**What you should do:** Give the number of lines in the data below containing the word "else", with no other text.

(Dataset excerpts)
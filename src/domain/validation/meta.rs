//! Meta-processors: steps that wrap or nest other steps

use std::sync::Arc;

use serde_json::Value;

use super::checker::JsonType;
use super::types::{field, field_mut, FieldFailure, FieldSpec, MetaProcessor, RpcSpec, Step};
use crate::domain::rpc::{Status, Warning};

/// Replace the error of the wrapped step with a fixed status
pub struct WithCustomError {
    inner: Step,
    status: Status,
}

impl MetaProcessor for WithCustomError {
    fn process(&self, object: &mut Value, key: &str, warnings: &mut Vec<Warning>) -> Result<(), Status> {
        self.inner
            .apply(object, key, warnings)
            .map_err(|_| self.status.clone())
    }
}

/// Report a nested failure under the field holding the nested object
fn nest(outer: String, failure: FieldFailure) -> Status {
    let FieldFailure { mut path, status } = failure;
    path.insert(0, outer);
    status.nested_at(path)
}

/// Validate an object field against a nested specification
pub struct Section {
    spec: RpcSpec,
}

impl MetaProcessor for Section {
    fn process(&self, object: &mut Value, key: &str, warnings: &mut Vec<Warning>) -> Result<(), Status> {
        match field_mut(object, key) {
            Some(nested) if nested.is_object() => self
                .spec
                .process_fields(nested, warnings)
                .map_err(|failure| nest(key.to_string(), failure)),
            // absent, or left for the preceding Type step
            _ => Ok(()),
        }
    }
}

/// Validate the element at `index` of an array field against a nested specification
pub struct ValidateArrayAt {
    index: usize,
    spec: RpcSpec,
}

impl MetaProcessor for ValidateArrayAt {
    fn process(&self, object: &mut Value, key: &str, warnings: &mut Vec<Warning>) -> Result<(), Status> {
        let Some(Value::Array(items)) = field_mut(object, key) else {
            return Ok(());
        };

        let Some(element) = items.get_mut(self.index) else {
            return Err(Status::invalid_params(format!(
                "Field '{key}' has no element at index {}",
                self.index
            )));
        };

        self.spec
            .process_fields(element, warnings)
            .map_err(|failure| nest(format!("{key}[{}]", self.index), failure))
    }
}

/// Run the wrapped steps only when the field holds the given kind
pub struct IfType {
    kind: JsonType,
    steps: Vec<Step>,
}

impl MetaProcessor for IfType {
    fn process(&self, object: &mut Value, key: &str, warnings: &mut Vec<Warning>) -> Result<(), Status> {
        if !field(object, key).is_some_and(|value| self.kind.accepts(value)) {
            return Ok(());
        }

        for step in &self.steps {
            step.apply(object, key, warnings)?;
        }
        Ok(())
    }
}

pub fn with_custom_error(inner: Step, status: Status) -> Step {
    Step::Meta(Arc::new(WithCustomError { inner, status }))
}

pub fn section(fields: impl IntoIterator<Item = FieldSpec>) -> Step {
    Step::Meta(Arc::new(Section {
        spec: RpcSpec::new(fields),
    }))
}

pub fn validate_array_at(index: usize, fields: impl IntoIterator<Item = FieldSpec>) -> Step {
    Step::Meta(Arc::new(ValidateArrayAt {
        index,
        spec: RpcSpec::new(fields),
    }))
}

pub fn if_type(kind: JsonType, steps: impl IntoIterator<Item = Step>) -> Step {
    Step::Meta(Arc::new(IfType {
        kind,
        steps: steps.into_iter().collect(),
    }))
}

**Result below:** 2